Les prélèvements de l'État, les économies sur les services publics sous prétexte de résorber la dette de l'État, sont destinés à compenser les milliards versés aux banques sous forme de cadeaux purs ou d'intérêts sur le dos des salariés.

La seule force capable d'arrêter cette machine infernale est un sursaut collectif du monde du travail. Le mouvement de septembre-octobre en a donné un avant-goût. Mais, pour faire peur au grand patronat, les manifestations ne suffisent pas en elles-mêmes, il faudra l'attaquer dans ce qu'il a de plus cher : ses profits. Il faut, en arrêtant la production, arrêter la pompe à profit.
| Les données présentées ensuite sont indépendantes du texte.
//! Symbol definitions, weighted selection, and grid generation

use rand::Rng;
use serde::{Deserialize, Serialize};

use crate::config::{GeneratorConfig, GridSpec};

/// A grid symbol: one of nine paying fruits, or the scatter
#[derive(Debug, Clone, Copy, PartialEq, Eq, Hash, Serialize, Deserialize)]
#[repr(u8)]
pub enum Symbol {
    Grapes = 0,
    Orange = 1,
    Lemon = 2,
    Apple = 3,
    Strawberry = 4,
    Cherry = 5,
    Watermelon = 6,
    Peach = 7,
    Pineapple = 8,
    /// Triggers/extends free spins; pays by count, not by cluster
    Scatter = 9,
}

/// The nine paying symbols, in weight-table order
pub const PAYING_SYMBOLS: [Symbol; 9] = [
    Symbol::Grapes,
    Symbol::Orange,
    Symbol::Lemon,
    Symbol::Apple,
    Symbol::Strawberry,
    Symbol::Cherry,
    Symbol::Watermelon,
    Symbol::Peach,
    Symbol::Pineapple,
];

impl Symbol {
    /// Index into the paying-symbol weight tables (None for scatter)
    pub fn pay_index(&self) -> Option<usize> {
        match self {
            Symbol::Scatter => None,
            other => Some(*other as usize),
        }
    }

    /// Short asset name
    pub fn name(&self) -> &'static str {
        match self {
            Symbol::Grapes => "grapes",
            Symbol::Orange => "orange",
            Symbol::Lemon => "lemon",
            Symbol::Apple => "apple",
            Symbol::Strawberry => "strawberry",
            Symbol::Cherry => "cherry",
            Symbol::Watermelon => "watermelon",
            Symbol::Peach => "peach",
            Symbol::Pineapple => "pineapple",
            Symbol::Scatter => "scatter",
        }
    }

    /// Is this the scatter symbol?
    pub fn is_scatter(&self) -> bool {
        matches!(self, Symbol::Scatter)
    }
}

/// Weighted random choice over the paying symbols
///
/// Used twice with different tables: normal generation and the forced-win
/// symbol pick. Ties are broken identically in both cases: the draw walks the
/// table in symbol order and takes the first entry that exhausts the roll.
#[derive(Debug, Clone)]
pub struct WeightedTable {
    weights: [u32; 9],
    total: u32,
}

impl WeightedTable {
    pub fn new(weights: [u32; 9]) -> Self {
        let total = weights.iter().sum::<u32>().max(1);
        Self { weights, total }
    }

    /// Draw one paying symbol
    pub fn pick<R: Rng>(&self, rng: &mut R) -> Symbol {
        let mut roll = rng.random::<f64>() * self.total as f64;
        for (i, &w) in self.weights.iter().enumerate() {
            roll -= w as f64;
            if roll <= 0.0 {
                return PAYING_SYMBOLS[i];
            }
        }
        PAYING_SYMBOLS[8]
    }
}

/// An immutable, finalized symbol grid (row-major)
#[derive(Debug, Clone, PartialEq, Eq, Serialize, Deserialize)]
pub struct Grid {
    rows: u8,
    cols: u8,
    cells: Vec<Symbol>,
}

impl Grid {
    /// Build from row-major cells; panics unless the length equals rows × cols
    pub fn new(spec: GridSpec, cells: Vec<Symbol>) -> Self {
        assert_eq!(
            cells.len(),
            spec.total_positions(),
            "grid cells must fill {}×{}",
            spec.rows,
            spec.cols
        );
        Self {
            rows: spec.rows,
            cols: spec.cols,
            cells,
        }
    }

    pub fn rows(&self) -> u8 {
        self.rows
    }

    pub fn cols(&self) -> u8 {
        self.cols
    }

    /// Symbol at (row, col)
    pub fn get(&self, row: u8, col: u8) -> Symbol {
        self.cells[row as usize * self.cols as usize + col as usize]
    }

    /// Row-major iteration with positions
    pub fn iter(&self) -> impl Iterator<Item = ((u8, u8), Symbol)> + '_ {
        self.cells.iter().enumerate().map(|(i, &sym)| {
            let row = (i / self.cols as usize) as u8;
            let col = (i % self.cols as usize) as u8;
            ((row, col), sym)
        })
    }

    /// Count occurrences of one symbol
    pub fn count(&self, symbol: Symbol) -> usize {
        self.cells.iter().filter(|&&s| s == symbol).count()
    }

    /// All positions holding one symbol
    pub fn positions_of(&self, symbol: Symbol) -> Vec<(u8, u8)> {
        self.iter()
            .filter(|&(_, s)| s == symbol)
            .map(|(pos, _)| pos)
            .collect()
    }

    pub(crate) fn cells_mut(&mut self) -> &mut [Symbol] {
        &mut self.cells
    }
}

/// Generates fresh grids: each cell independently drawn, scatter first at its
/// flat probability, otherwise a weighted paying symbol
#[derive(Debug, Clone)]
pub struct SymbolGenerator {
    scatter_probability: f64,
    table: WeightedTable,
}

impl SymbolGenerator {
    pub fn new(config: &GeneratorConfig) -> Self {
        Self {
            scatter_probability: config.scatter_probability,
            table: WeightedTable::new(config.symbol_weights),
        }
    }

    /// Generate one finalized grid
    pub fn generate<R: Rng>(&self, spec: GridSpec, rng: &mut R) -> Grid {
        let mut cells = Vec::with_capacity(spec.total_positions());
        for _ in 0..spec.total_positions() {
            cells.push(self.draw_cell(rng));
        }
        Grid::new(spec, cells)
    }

    fn draw_cell<R: Rng>(&self, rng: &mut R) -> Symbol {
        if rng.random::<f64>() < self.scatter_probability {
            Symbol::Scatter
        } else {
            self.table.pick(rng)
        }
    }
}

#[cfg(test)]
mod tests {
    use super::*;
    use rand::SeedableRng;
    use rand::rngs::StdRng;

    #[test]
    fn test_grid_indexing() {
        let spec = GridSpec::standard_5x6();
        let mut cells = vec![Symbol::Cherry; 30];
        cells[7] = Symbol::Lemon; // row 1, col 1
        let grid = Grid::new(spec, cells);
        assert_eq!(grid.get(1, 1), Symbol::Lemon);
        assert_eq!(grid.get(0, 0), Symbol::Cherry);
        assert_eq!(grid.count(Symbol::Lemon), 1);
        assert_eq!(grid.positions_of(Symbol::Lemon), vec![(1, 1)]);
    }

    #[test]
    #[should_panic(expected = "grid cells must fill")]
    fn test_grid_rejects_wrong_cell_count() {
        Grid::new(GridSpec::standard_5x6(), vec![Symbol::Cherry; 29]);
    }

    #[test]
    fn test_weighted_table_skew() {
        // All weight on one symbol: the pick is deterministic
        let mut weights = [0u32; 9];
        weights[2] = 10;
        let table = WeightedTable::new(weights);
        let mut rng = StdRng::seed_from_u64(7);
        for _ in 0..50 {
            assert_eq!(table.pick(&mut rng), Symbol::Lemon);
        }
    }

    #[test]
    fn test_generation_reproducible() {
        let generator = SymbolGenerator::new(&GeneratorConfig::default());
        let spec = GridSpec::standard_5x6();

        let a = generator.generate(spec, &mut StdRng::seed_from_u64(99));
        let b = generator.generate(spec, &mut StdRng::seed_from_u64(99));
        assert_eq!(a, b);
    }

    #[test]
    fn test_scatter_frequency_plausible() {
        let generator = SymbolGenerator::new(&GeneratorConfig::default());
        let spec = GridSpec::standard_5x6();
        let mut rng = StdRng::seed_from_u64(1234);

        let mut scatters = 0usize;
        let mut cells = 0usize;
        for _ in 0..2000 {
            let grid = generator.generate(spec, &mut rng);
            scatters += grid.count(Symbol::Scatter);
            cells += spec.total_positions();
        }
        let rate = scatters as f64 / cells as f64;
        // p = 0.01 with generous tolerance
        assert!(rate > 0.005 && rate < 0.02, "scatter rate {}", rate);
    }
}
//! Auto-spin control loop
//!
//! Repeats manual spin cycles under player-configured stop conditions.
//! Cancellation is cooperative: the token is checked at defined checkpoints
//! (before each spin, and again immediately after one completes, before the
//! inter-spin pause), so a spin in flight always finishes and a cancel never
//! lets another one start. Free-spin rounds run to completion inside the spin
//! call itself, which gives the "never overlaps a bonus round" ordering
//! without the polling loop the UI layer would otherwise need.

use std::sync::Arc;
use std::sync::atomic::{AtomicBool, Ordering};

use crate::engine::SlotEngine;
use crate::presentation::Presentation;
use crate::session::SlotError;

/// How many spins the player asked for
#[derive(Debug, Clone, Copy, PartialEq, Eq)]
pub enum AutoSpinPlan {
    /// Stop after exactly this many spins
    Count(u32),
    /// Spin until cancelled or out of funds
    Infinite,
}

/// Shareable cancellation handle
///
/// Clone one side into the UI; cancelling is always allowed, regardless of
/// engine state, and takes effect at the next checkpoint.
#[derive(Debug, Clone, Default)]
pub struct CancelToken(Arc<AtomicBool>);

impl CancelToken {
    pub fn new() -> Self {
        Self::default()
    }

    pub fn cancel(&self) {
        self.0.store(true, Ordering::Relaxed);
    }

    pub fn is_cancelled(&self) -> bool {
        self.0.load(Ordering::Relaxed)
    }
}

/// Why the auto-spin loop stopped
#[derive(Debug, Clone, Copy, PartialEq, Eq)]
pub enum AutoSpinStop {
    /// The requested count was reached
    Completed,
    /// Cancelled at a checkpoint
    Cancelled,
    /// Balance no longer covers the bet
    OutOfFunds,
}

/// Closing report for one auto-spin session
#[derive(Debug, Clone, Copy, PartialEq, Eq)]
pub struct AutoSpinReport {
    /// Manual spin cycles completed (bonus rounds don't count extra)
    pub spins_completed: u32,
    pub stop: AutoSpinStop,
}

impl<P: Presentation> SlotEngine<P> {
    /// Run an auto-spin session to completion
    ///
    /// Refused while a spin or bonus round is already active. Each iteration
    /// is a full manual spin cycle, including any free-spin round it
    /// triggers; the remaining count only moves after the whole cycle ends.
    pub fn auto_spin(
        &mut self,
        plan: AutoSpinPlan,
        token: &CancelToken,
    ) -> Result<AutoSpinReport, SlotError> {
        if self.is_spinning() || self.in_free_spins() {
            log::debug!("auto-spin refused: already in progress");
            return Err(SlotError::ActionInProgress);
        }

        log::info!("auto-spin: starting ({:?})", plan);
        let mut remaining = match plan {
            AutoSpinPlan::Count(n) => Some(n),
            AutoSpinPlan::Infinite => None,
        };
        let mut spins_completed = 0u32;

        let stop = loop {
            if token.is_cancelled() {
                break AutoSpinStop::Cancelled;
            }
            if remaining == Some(0) {
                break AutoSpinStop::Completed;
            }
            if !self.session().can_afford(self.session().bet()) {
                break AutoSpinStop::OutOfFunds;
            }

            self.spin()?;
            spins_completed += 1;
            if let Some(n) = remaining.as_mut() {
                *n -= 1;
            }

            // Checkpoint right after the spin, before the pause
            if token.is_cancelled() {
                break AutoSpinStop::Cancelled;
            }
            self.auto_spin_pause();
        };

        log::info!(
            "auto-spin: stopped after {} spins ({:?})",
            spins_completed,
            stop
        );
        Ok(AutoSpinReport {
            spins_completed,
            stop,
        })
    }
}
use crate::{symbol::EOS, ClrResult, ErrorKind};

/// A whitespace-delimited input token.
#[derive(Debug, Clone, PartialEq, Eq)]
pub struct Token<'stream> {
    pub value: &'stream str,
    /// Index of the token in the input.
    pub position: usize,
}

impl<'stream> Token<'stream> {
    pub fn new(value: &'stream str, position: usize) -> Self {
        Self { value, position }
    }
}

/// Splits the input on whitespace.
///
/// The end marker is reserved: the parser appends it by itself.
pub fn tokenize(input: &str) -> ClrResult<Vec<Token<'_>>> {
    input
        .split_whitespace()
        .enumerate()
        .map(|(position, value)| {
            if value == EOS {
                Err(ErrorKind::ReservedSymbol(value.to_string()).into())
            } else {
                Ok(Token::new(value, position))
            }
        })
        .collect()
}
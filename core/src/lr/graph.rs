use std::collections::{HashMap, VecDeque};

use log::debug;

use crate::{AugmentedGrammar, FirstSets, ItemSet, ItemSetId, SymbolId};

/// The canonical collection of LR(1) item sets, and the goto edges between them.
pub struct Graph<'rule> {
    rules: &'rule AugmentedGrammar,
    first: &'rule FirstSets,
    pub(super) sets: Vec<ItemSet>,
    pub(super) edges: Vec<(ItemSetId, SymbolId, ItemSetId)>,
    index: HashMap<ItemSet, ItemSetId>,
}

impl<'rule> Graph<'rule> {
    pub fn new(rules: &'rule AugmentedGrammar, first: &'rule FirstSets) -> Self {
        let start = ItemSet::start(rules).closure(rules, first);

        Self {
            rules,
            first,
            index: HashMap::from_iter([(start.clone(), 0)]),
            sets: vec![start],
            edges: vec![],
        }
    }

    /// Push a new set in the graph, if it does not yet exist.
    ///
    /// Returns the set's id, and whether it was added.
    fn push(&mut self, set: ItemSet) -> (ItemSetId, bool) {
        if let Some(&id) = self.index.get(&set) {
            return (id, false);
        }

        let id = self.sets.len();
        self.index.insert(set.clone(), id);
        self.sets.push(set);
        (id, true)
    }

    /// Explores states breadth-first until no new state nor edge appears.
    ///
    /// The walk ends because a finite grammar only has finitely many item sets.
    pub fn build(&mut self) {
        let mut queue = VecDeque::from_iter([0]);
        let (rules, first) = (self.rules, self.first);

        while let Some(set_id) = queue.pop_front() {
            for symbol in rules.iter_symbols() {
                let target = self.sets[set_id].goto(symbol, rules, first);
                if target.is_empty() {
                    continue;
                }

                let (to_id, added) = self.push(target);
                if added {
                    queue.push_back(to_id);
                }

                self.edges.push((set_id, symbol, to_id));
            }
        }

        debug!(
            "canonical collection: {} states, {} edges",
            self.sets.len(),
            self.edges.len()
        );
    }

    /// Consumes the graph, returning the states in id order.
    pub fn into_sets(self) -> Vec<ItemSet> {
        self.sets
    }
}
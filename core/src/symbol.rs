/// Index of a symbol in its grammar's symbol table.
pub type SymbolId = usize;

pub const EPSILON: &str = "ε";
pub const EOS: &str = "$";

/// Reserved slots of every symbol table.
pub const EPSILON_ID: SymbolId = 0;
pub const EOS_ID: SymbolId = 1;

#[derive(Debug, Eq, PartialEq, Copy, Clone, Hash)]
pub enum SymbolKind {
    Terminal,
    NonTerminal,
    /// The synthetic start symbol of an augmented grammar (S').
    Start,
    EOS,
    Epsilon,
}

/// Defines a symbol
#[derive(Debug, Eq, PartialEq, Clone, Hash)]
pub struct Symbol {
    pub name: String,
    kind: SymbolKind,
}

impl std::fmt::Display for Symbol {
    fn fmt(&self, f: &mut std::fmt::Formatter<'_>) -> std::fmt::Result {
        write!(f, "{}", self.name)
    }
}

impl Symbol {
    pub fn new(name: impl Into<String>, kind: SymbolKind) -> Self {
        Self {
            name: name.into(),
            kind,
        }
    }

    pub fn term(name: impl Into<String>) -> Self {
        Self::new(name, SymbolKind::Terminal)
    }

    pub fn nterm(name: impl Into<String>) -> Self {
        Self::new(name, SymbolKind::NonTerminal)
    }

    /// Creates the end-of-stream marker ($)
    pub fn eos() -> Self {
        Self::new(EOS, SymbolKind::EOS)
    }

    /// Creates the epsilon marker (ε)
    ///
    /// This is used for empty rule such as A -> ε ;
    pub fn epsilon() -> Self {
        Self::new(EPSILON, SymbolKind::Epsilon)
    }

    pub fn kind(&self) -> SymbolKind {
        self.kind
    }

    /// Terminals and the end-of-stream marker can label an ACTION column.
    #[inline(always)]
    pub fn is_terminal(&self) -> bool {
        matches!(self.kind, SymbolKind::EOS | SymbolKind::Terminal)
    }

    #[inline(always)]
    pub fn is_non_terminal(&self) -> bool {
        matches!(self.kind, SymbolKind::NonTerminal | SymbolKind::Start)
    }

    #[inline(always)]
    pub fn is_eos(&self) -> bool {
        matches!(self.kind, SymbolKind::EOS)
    }

    #[inline(always)]
    pub fn is_epsilon(&self) -> bool {
        matches!(self.kind, SymbolKind::Epsilon)
    }
}

pub mod traits {
    use super::{Symbol, SymbolId};

    /// Common lookups for objects holding a symbol table.
    pub trait SymbolSlice: AsRef<[Symbol]> {
        fn as_symbol_slice(&self) -> &[Symbol] {
            self.as_ref()
        }

        /// # Panics
        /// Panics if the identifier does not belong to the table.
        fn sym(&self, id: SymbolId) -> &Symbol {
            &self.as_ref()[id]
        }

        fn name(&self, id: SymbolId) -> &str {
            &self.sym(id).name
        }

        fn get_symbol_id(&self, name: &str) -> Option<SymbolId> {
            self.as_ref().iter().position(|sym| sym.name == name)
        }

        fn is_terminal(&self, id: SymbolId) -> bool {
            self.sym(id).is_terminal()
        }

        fn is_non_terminal(&self, id: SymbolId) -> bool {
            self.sym(id).is_non_terminal()
        }

        fn symbol_count(&self) -> usize {
            self.as_ref().len()
        }
    }

    impl<T> SymbolSlice for T where T: AsRef<[Symbol]> + ?Sized {}
}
Et, à l'instar de cette génération qui avait fait les grandes grèves de 1936, il faudra occuper les usines afin que les patrons et les actionnaires se sentent menacés même dans la propriété de ce qu'ils considèrent comme leurs biens mais qui résultent du travail de tous et qui devraient être mis sous le contrôle de la collectivité.

Des deux catastrophes qui frappent le monde du travail découlent les deux objectifs vitaux qu'il nous faudra imposer :

Pour résorber le chômage : il faut interdire les licenciements et répartir le travail entre tous sans diminution de salaire ;

Pour stopper la chute du pouvoir d'achat : il faut l'augmentation générale des salaires, garantis contre l'inflation par leur indexation automatique sur les hausses de prix.

Nous ne sommes pas encore prêts pour l'imposer ? C'est incontestable, mais c'est la seule perspective pour le monde du travail s'il veut survivre.